Based on the findings from the investigation phase, an analyst may need to execute incident response actions to contain, eradicate, and recover from the security incident. Response actions may include isolating compromised systems, patching vulnerabilities, blocking malicious activities, resetting credentials, restoring data from backups, and implementing remediation measures to prevent future incidents. If the investigation results determined the issue was benign, the response actions could be to denote the detection a false positive and update the detection logic and reference lists. Or, to notify the right points of contacts. No matter the response type, it should be automated using a security operations platform to decrease the organizations mean time to respond (MTTR) and the dwell time of the potentially malicious activity.

Decision Making

If the investigations reveal the detected activity is benign, the corresponding steps for this classification should be automated to give incident responders more time to focus on confirmed malicious activity. A security operations platform can take the information from an investigation, determine it needs no further examination, and close the ticket with fitting closure information for auditing purposes. If any updates to the detection logic such as a threshold change, reference list update or just a notification to the group responsible for updating detections, a security operations platform can automate that process. Let’s say our previous malware example turned out to be safe software that was created internally and flagged as unknown and suspicious. GMIA will complete the analysis write-up for that investigation, close the investigation ticket as a false positive, and create a new request for GreyMatter’s Detection Engineers to update the detection.

Remediation Playbooks

If the response calls for remediation, it’s best to use a security operations platform with predefined automated playbooks that outline step-by-step procedures and actions to be taken during different types of incidents. Organizations can rapidly initiate automated response actions such as isolating compromised systems, blocking malicious traffic, or quarantining affected assets, preventing further spread of the incident. With automation applied to remediation, security operations can increase their speed and efficiency while reducing human mistakes. Every technology integrated to the GreyMatter security operations platform comes with prepackaged playbooks. GreyMatter uses its bi-directional APIs to the technology to ingest data for investigation but also to execute remediation commands. To conclude the previous malware detection example, let’s say it was determined that the software was malicious and it came from a phishing email. GreyMatter can use its bi-directional APIs to isolate the infected host using the company’s EDR, delete the phishing email from all recipients inboxes using their email security tool, and block any websites associated with the malware using the their proxy or firewall all from GreyMatter’s investigation screen.

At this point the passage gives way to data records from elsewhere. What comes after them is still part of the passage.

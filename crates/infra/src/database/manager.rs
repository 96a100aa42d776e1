//! Database connection manager backed by the shared SQLite pool.

use std::path::{Path, PathBuf};
use std::sync::Arc;

use eventdesk_common::storage::{
    HealthStatus, PoolMetricsSnapshot, SqliteConnection, SqlitePool, SqlitePoolConfig,
};
use eventdesk_domain::{EventDeskError, Result};
use tracing::info;

use super::{map_sql_error, map_storage_error};

const SCHEMA_VERSION: i32 = 1;
const SCHEMA_SQL: &str = include_str!("schema.sql");

/// Database manager that wraps an [`SqlitePool`].
pub struct DbManager {
    pool: Arc<SqlitePool>,
    path: PathBuf,
}

impl DbManager {
    /// Open (creating if needed) the database at `db_path` with a pool of
    /// `pool_size` connections.
    pub fn new<P: AsRef<Path>>(db_path: P, pool_size: u32) -> Result<Self> {
        let path = db_path.as_ref().to_path_buf();

        if let Some(parent) = path.parent().filter(|p| !p.as_os_str().is_empty()) {
            std::fs::create_dir_all(parent).map_err(|e| {
                EventDeskError::Database(format!(
                    "failed to create database directory {}: {e}",
                    parent.display()
                ))
            })?;
        }

        let pool = SqlitePool::new(&path, SqlitePoolConfig::with_max_size(pool_size))
            .map_err(map_storage_error)?;

        info!(
            db_path = %path.display(),
            max_connections = pool.max_size(),
            "sqlite pool initialised"
        );

        Ok(Self { pool: Arc::new(pool), path })
    }

    /// Acquire a connection from the pool.
    pub fn get_connection(&self) -> Result<SqliteConnection> {
        self.pool.get_connection().map_err(map_storage_error)
    }

    /// Ensure the full schema exists on the current database.
    pub fn run_migrations(&self) -> Result<()> {
        let conn = self.get_connection()?;
        create_schema(&conn)?;
        info!(version = SCHEMA_VERSION, "database schema ready");
        Ok(())
    }

    /// Return the configured database path.
    pub fn path(&self) -> &Path {
        &self.path
    }

    /// Verify the pool can hand out a connection and the database answers a
    /// trivial query.
    ///
    /// Returns the pool occupancy observed by the check.
    pub fn health_check(&self) -> Result<HealthStatus> {
        let status = self.pool.health_check();
        if !status.healthy {
            return Err(EventDeskError::Database(
                status.message.unwrap_or_else(|| "connection pool unavailable".to_string()),
            ));
        }

        let conn = self.get_connection()?;
        conn.query_row("SELECT 1", &[], |row| row.get::<_, i32>(0)).map_err(map_storage_error)?;
        Ok(status)
    }

    /// Checkout counters since the pool was created.
    pub fn pool_metrics(&self) -> PoolMetricsSnapshot {
        self.pool.metrics()
    }
}

fn create_schema(conn: &SqliteConnection) -> Result<()> {
    conn.execute_batch(SCHEMA_SQL).map_err(map_sql_error)?;
    conn.execute(
        "INSERT OR IGNORE INTO schema_version (version, applied_at) VALUES (?1, CAST(strftime('%s','now') AS INTEGER))",
        &[&SCHEMA_VERSION],
    )
    .map_err(map_storage_error)?;
    Ok(())
}
//! User repository implementation using SQLite

use std::sync::Arc;

use async_trait::async_trait;
use eventdesk_core::UserRepository as UserRepositoryPort;
use eventdesk_domain::{NewUser, Result as DomainResult, User, UserId};
use rusqlite::{Row, ToSql};
use tokio::task;

use super::manager::DbManager;
use super::{map_join_error, map_storage_error, placeholders, MAX_IN_PARAMS};

/// SQLite-backed implementation of `UserRepository`
pub struct SqliteUserRepository {
    db: Arc<DbManager>,
}

impl SqliteUserRepository {
    /// Create a new repository instance
    pub fn new(db: Arc<DbManager>) -> Self {
        Self { db }
    }
}

#[async_trait]
impl UserRepositoryPort for SqliteUserRepository {
    async fn create(&self, user: NewUser) -> DomainResult<User> {
        let db = Arc::clone(&self.db);

        task::spawn_blocking(move || -> DomainResult<User> {
            let conn = db.get_connection()?;
            conn.execute("INSERT INTO users (user_name) VALUES (?1)", &[&user.user_name])
                .map_err(map_storage_error)?;
            Ok(User { user_id: conn.last_insert_rowid(), user_name: user.user_name })
        })
        .await
        .map_err(map_join_error)?
    }

    async fn list(&self) -> DomainResult<Vec<User>> {
        let db = Arc::clone(&self.db);

        task::spawn_blocking(move || -> DomainResult<Vec<User>> {
            let conn = db.get_connection()?;
            conn.query_map("SELECT user_id, user_name FROM users ORDER BY user_id", &[], map_user_row)
                .map_err(map_storage_error)
        })
        .await
        .map_err(map_join_error)?
    }

    async fn find_by_ids(&self, user_ids: &[UserId]) -> DomainResult<Vec<User>> {
        if user_ids.is_empty() {
            return Ok(Vec::new());
        }

        let db = Arc::clone(&self.db);
        let user_ids = user_ids.to_vec();

        task::spawn_blocking(move || -> DomainResult<Vec<User>> {
            let conn = db.get_connection()?;
            let mut users = Vec::new();

            for chunk in user_ids.chunks(MAX_IN_PARAMS) {
                let params: Vec<&dyn ToSql> = chunk.iter().map(|id| id as &dyn ToSql).collect();
                let rows = conn
                    .query_map(
                        &format!(
                            "SELECT user_id, user_name FROM users WHERE user_id IN ({})
                             ORDER BY user_id",
                            placeholders(chunk.len())
                        ),
                        &params,
                        map_user_row,
                    )
                    .map_err(map_storage_error)?;
                users.extend(rows);
            }

            Ok(users)
        })
        .await
        .map_err(map_join_error)?
    }
}

pub(super) fn map_user_row(row: &Row<'_>) -> rusqlite::Result<User> {
    Ok(User { user_id: row.get(0)?, user_name: row.get(1)? })
}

Using a security operations platform that applies a comprehensive automation approach across the entire threat detection, investigation, and response lifecycle is essential for building robust defenses and staying one step ahead of adversaries. By automating the TDIR process, organizations can proactively identify threats, respond promptly, and uncover valuable insights to strengthen their cyber defense strategies. This also reduces the risk of human error and provides a way to handle a larger volume of incidents without proportionally increasing staffing.  As cyber threats continue to evolve, embracing automation will create a more efficient cybersecurity program and build a stronger cybersecurity posture.